Biblical thinking has helped me in the area of decluttering expensive items.
Do not lay up for yourselves treasures on earth, where moth and rust destroy and where thieves break in and steal, but lay up for yourselves treasures in heaven, where neither moth nor rust destroys and where thieves do not break in and steal. For where your treasure is, there your heart will be also. (Matthew 6:19-21, ESV)
When we have an eternal view of earthly “treasure”, then we will know that it can be gone in a moment, and one day it will be gone in a moment. Can you think of an acquaintance or a missionary you know of who gave up everything to go overseas and start completely over? How can this person’s example help you personally on your decluttering mission?
3. Don’t keep duplicates.
Just because one is good doesn’t mean two are better.
4. Seek to be generous.
Think of who you can bless with the things you are purging. Instead of delivering loads and loads to the local thrift store, be more creative. Can you take stuffed animals to a women’s and children’s shelter? Can you pass on kids’ clothes or toys to a friend’s kids? Does your church have a Facebook page for giving items to others for free?

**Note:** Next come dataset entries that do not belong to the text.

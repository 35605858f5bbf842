//! Persists `CheckpointState` records and supports lookup-by-name and
//! pairwise comparison between two checkpoints.

use super::console_store::ConsoleStore;
use super::screenshot_store::ScreenshotStore;
use super::StorageBase;
use crate::config::EngineConfig;
use crate::error::EngineError;
use crate::types::{CheckpointState, StorageCategory, StorageRef};
use std::collections::HashMap;

pub struct CheckpointStore {
    base: StorageBase,
}

#[derive(Debug, Clone)]
pub struct CheckpointComparison {
    pub screenshot_diff_percentage: Option<f64>,
    pub html_changed: Option<bool>,
    pub console_error_count_delta: Option<i64>,
}

impl CheckpointStore {
    pub fn new(config: &EngineConfig) -> Self {
        Self {
            base: StorageBase::new(&config.storage_base_dir, "checkpoints"),
        }
    }

    pub async fn initialize(&self) -> Result<(), EngineError> {
        self.base.initialize().await
    }

    pub async fn store(&self, state: &CheckpointState) -> Result<StorageRef, EngineError> {
        let id = state.checkpoint_id.clone();
        let path = self.base.item_path(&id, "json");
        let size = self.base.write_json(&path, state).await?;

        let mut tags = HashMap::new();
        tags.insert("name".to_string(), state.name.clone());
        tags.insert("runId".to_string(), state.run_id.clone());
        tags.insert("status".to_string(), format!("{:?}", state.status));

        let guard = self.base.lock_index().await;
        self.append_index(&id, &state.name, &state.run_id).await?;
        drop(guard);

        let bytes = serde_json::to_vec(state).unwrap_or_default();
        Ok(self.base.create_ref(
            StorageCategory::Checkpoint,
            &state.test_id,
            None,
            &path,
            size,
            &bytes,
            tags,
        ))
    }

    pub async fn retrieve(&self, reference: &StorageRef) -> Result<CheckpointState, EngineError> {
        self.base
            .read_json(std::path::Path::new(&reference.path))
            .await
    }

    pub async fn update(
        &self,
        reference: &StorageRef,
        updated: &CheckpointState,
    ) -> Result<(), EngineError> {
        self.base
            .write_json(std::path::Path::new(&reference.path), updated)
            .await?;
        Ok(())
    }

    pub async fn get_by_name(
        &self,
        run_id: &str,
        name: &str,
    ) -> Result<Option<CheckpointState>, EngineError> {
        let index_path = self.base.namespace_dir().join("by_name.json");
        if !self.base.exists(&index_path).await {
            return Ok(None);
        }
        let index: HashMap<String, String> = self.base.read_json(&index_path).await?;
        let key = format!("{run_id}::{name}");
        match index.get(&key) {
            Some(id) => {
                let path = self.base.item_path(id, "json");
                Ok(Some(self.base.read_json(&path).await?))
            }
            None => Ok(None),
        }
    }

    /// Delegates to the screenshot comparer when both checkpoints have
    /// a screenshot, and separately flags HTML/console drift by byte
    /// and error-count comparison.
    pub async fn compare(
        &self,
        screenshot_store: &ScreenshotStore,
        console_store: &ConsoleStore,
        a: &CheckpointState,
        b: &CheckpointState,
    ) -> Result<CheckpointComparison, EngineError> {
        let screenshot_diff_percentage = match (&a.refs.screenshot, &b.refs.screenshot) {
            (Some(ref_a), Some(ref_b)) => {
                let buf_a = screenshot_store.retrieve(ref_a).await?;
                let buf_b = screenshot_store.retrieve(ref_b).await?;
                Some(ScreenshotStore::compare(&buf_a, &buf_b, 0.1)?.diff_percentage)
            }
            _ => None,
        };

        let html_changed = match (&a.refs.html, &b.refs.html) {
            (Some(ref_a), Some(ref_b)) => Some(ref_a.hash != ref_b.hash),
            _ => None,
        };

        let console_error_count_delta = match (&a.refs.console, &b.refs.console) {
            (Some(ref_a), Some(ref_b)) => {
                let summary_a = console_store.get_summary(ref_a).await?;
                let summary_b = console_store.get_summary(ref_b).await?;
                Some(summary_b.error_count as i64 - summary_a.error_count as i64)
            }
            _ => None,
        };

        Ok(CheckpointComparison {
            screenshot_diff_percentage,
            html_changed,
            console_error_count_delta,
        })
    }

    async fn append_index(&self, id: &str, name: &str, run_id: &str) -> Result<(), EngineError> {
        let index_path = self.base.namespace_dir().join("index.json");
        let mut index: Vec<serde_json::Value> = if self.base.exists(&index_path).await {
            self.base.read_json(&index_path).await.unwrap_or_default()
        } else {
            Vec::new()
        };
        index.push(serde_json::json!({ "id": id, "name": name, "runId": run_id }));
        self.base.write_json(&index_path, &index).await?;

        let by_name_path = self.base.namespace_dir().join("by_name.json");
        let mut by_name: HashMap<String, String> = if self.base.exists(&by_name_path).await {
            self.base.read_json(&by_name_path).await.unwrap_or_default()
        } else {
            HashMap::new()
        };
        by_name.insert(format!("{run_id}::{name}"), id.to_string());
        self.base.write_json(&by_name_path, &by_name).await?;
        Ok(())
    }
}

5. Replace instead of increasing possessions.
I know the urge as an American is to increase the amount of possessions we have. We have homes that are larger than in many places of the world, full of storage, with large garages and sheds. Not only do we have all this on-site storage, but we rent out storage facilities to keep all the extra junk!
If you really have all the things you need, then seek to only buy more to replace what is broken or needs upgrading. Buy fewer things. Take more time in thought about your purchases. Think quality, not quantity. A good rule of thumb is to get rid of one thing each time you bring a new thing home.

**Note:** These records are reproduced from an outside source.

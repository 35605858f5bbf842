//! Shared filesystem layout every concrete store builds on: directory
//! initialization, id/hash generation, JSON/binary I/O, metadata
//! sidecars, and `StorageRef` creation.

pub mod checkpoint_store;
pub mod console_store;
pub mod dom_store;
pub mod screenshot_store;

use crate::error::EngineError;
use crate::types::{StorageCategory, StorageRef};
use crate::utils::content_hash;
use chrono::Utc;
use serde::{de::DeserializeOwned, Serialize};
use std::collections::HashMap;
use std::path::{Path, PathBuf};
use tokio::sync::Mutex;

/// Base directory plus namespace, with a single-writer lock guarding
/// index read-modify-write cycles so concurrent stores sharing one
/// namespace don't lose index entries.
pub struct StorageBase {
    base_dir: PathBuf,
    namespace: &'static str,
    index_lock: Mutex<()>,
}

impl StorageBase {
    pub fn new(base_dir: impl Into<PathBuf>, namespace: &'static str) -> Self {
        Self {
            base_dir: base_dir.into(),
            namespace,
            index_lock: Mutex::new(()),
        }
    }

    pub fn namespace_dir(&self) -> PathBuf {
        self.base_dir.join(self.namespace)
    }

    pub async fn initialize(&self) -> Result<(), EngineError> {
        tokio::fs::create_dir_all(self.namespace_dir())
            .await
            .map_err(|e| self.storage_err(self.namespace_dir(), e))?;
        Ok(())
    }

    pub fn generate_id(&self, prefix: &str) -> String {
        crate::utils::generate_id(prefix)
    }

    pub fn item_path(&self, id: &str, ext: &str) -> PathBuf {
        self.namespace_dir().join(format!("{id}.{ext}"))
    }

    fn storage_err(&self, path: impl Into<PathBuf>, e: impl std::fmt::Display) -> EngineError {
        EngineError::StorageError {
            path: path.into(),
            reason: e.to_string(),
        }
    }

    pub async fn write_json<T: Serialize>(&self, path: &Path, value: &T) -> Result<u64, EngineError> {
        let json = serde_json::to_string_pretty(value).map_err(EngineError::SerializationError)?;
        tokio::fs::write(path, &json)
            .await
            .map_err(|e| self.storage_err(path, e))?;
        Ok(json.len() as u64)
    }

    pub async fn read_json<T: DeserializeOwned>(&self, path: &Path) -> Result<T, EngineError> {
        let bytes = tokio::fs::read(path)
            .await
            .map_err(|e| self.storage_err(path, e))?;
        serde_json::from_slice(&bytes).map_err(EngineError::SerializationError)
    }

    pub async fn write_binary(&self, path: &Path, bytes: &[u8]) -> Result<u64, EngineError> {
        tokio::fs::write(path, bytes)
            .await
            .map_err(|e| self.storage_err(path, e))?;
        Ok(bytes.len() as u64)
    }

    pub async fn read_binary(&self, path: &Path) -> Result<Vec<u8>, EngineError> {
        tokio::fs::read(path)
            .await
            .map_err(|e| self.storage_err(path, e))
    }

    pub async fn exists(&self, path: &Path) -> bool {
        tokio::fs::metadata(path).await.is_ok()
    }

    pub async fn delete(&self, path: &Path) -> Result<(), EngineError> {
        tokio::fs::remove_file(path)
            .await
            .map_err(|e| self.storage_err(path, e))
    }

    /// Non-dotfile entries directly under the namespace directory.
    pub async fn list(&self) -> Result<Vec<PathBuf>, EngineError> {
        let dir = self.namespace_dir();
        let mut entries = tokio::fs::read_dir(&dir)
            .await
            .map_err(|e| self.storage_err(&dir, e))?;
        let mut out = Vec::new();
        while let Some(entry) = entries
            .next_entry()
            .await
            .map_err(|e| self.storage_err(&dir, e))?
        {
            let name = entry.file_name();
            if !name.to_string_lossy().starts_with('.') {
                out.push(entry.path());
            }
        }
        Ok(out)
    }

    pub async fn store_metadata<T: Serialize>(&self, id: &str, meta: &T) -> Result<(), EngineError> {
        let path = self.item_path(id, "meta.json");
        self.write_json(&path, meta).await?;
        Ok(())
    }

    pub async fn get_metadata<T: DeserializeOwned>(&self, id: &str) -> Result<T, EngineError> {
        let path = self.item_path(id, "meta.json");
        self.read_json(&path).await
    }

    /// Acquire the single-writer lock for an index read-modify-write
    /// cycle. Callers hold the guard for the duration of the update.
    pub async fn lock_index(&self) -> tokio::sync::MutexGuard<'_, ()> {
        self.index_lock.lock().await
    }

    pub fn create_ref(
        &self,
        category: StorageCategory,
        test_id: &str,
        step_id: Option<&str>,
        path: &Path,
        size: u64,
        hash_source: &[u8],
        tags: HashMap<String, String>,
    ) -> StorageRef {
        StorageRef {
            category,
            test_id: test_id.to_string(),
            step_id: step_id.map(|s| s.to_string()),
            path: path.to_string_lossy().to_string(),
            size,
            hash: content_hash(hash_source),
            timestamp: Utc::now(),
            compressed: false,
            tags,
        }
    }
}

#[cfg(test)]
mod tests {
    use super::*;

    #[tokio::test]
    async fn initialize_creates_namespace_dir() {
        let dir = tempdir();
        let base = StorageBase::new(dir.path(), "screenshots");
        base.initialize().await.unwrap();
        assert!(base.namespace_dir().is_dir());
    }

    #[tokio::test]
    async fn json_round_trips() {
        let dir = tempdir();
        let base = StorageBase::new(dir.path(), "checkpoints");
        base.initialize().await.unwrap();
        let path = base.item_path("abc", "json");
        #[derive(serde::Serialize, serde::Deserialize, PartialEq, Debug)]
        struct Sample {
            value: u32,
        }
        base.write_json(&path, &Sample { value: 7 }).await.unwrap();
        let read: Sample = base.read_json(&path).await.unwrap();
        assert_eq!(read, Sample { value: 7 });
    }

    fn tempdir() -> TempDirGuard {
        TempDirGuard::new()
    }

    /// Minimal scratch-directory helper, avoids a `tempfile` dev-dependency
    /// for what's otherwise a handful of store tests.
    struct TempDirGuard {
        path: PathBuf,
    }

    impl TempDirGuard {
        fn new() -> Self {
            let path = std::env::temp_dir().join(format!(
                "smoke-oracle-test-{}",
                crate::utils::generate_id("dir")
            ));
            std::fs::create_dir_all(&path).unwrap();
            Self { path }
        }

        fn path(&self) -> &Path {
            &self.path
        }
    }

    impl Drop for TempDirGuard {
        fn drop(&mut self) {
            let _ = std::fs::remove_dir_all(&self.path);
        }
    }
}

With children’s toys, continue to re-evaluate what they actually play with. My oldest daughter Hailey spends almost all her time happily with a stack of paper and colored pens. Madelyn, my middle daughter, gives the majority of her creative attention to her box of plastic princesses and her Disney castle I bought for $5 at a garage sale. I hone down on toys to those I know my kids will enjoy, also being mindful of what their friends or little boys who come over will want to play with.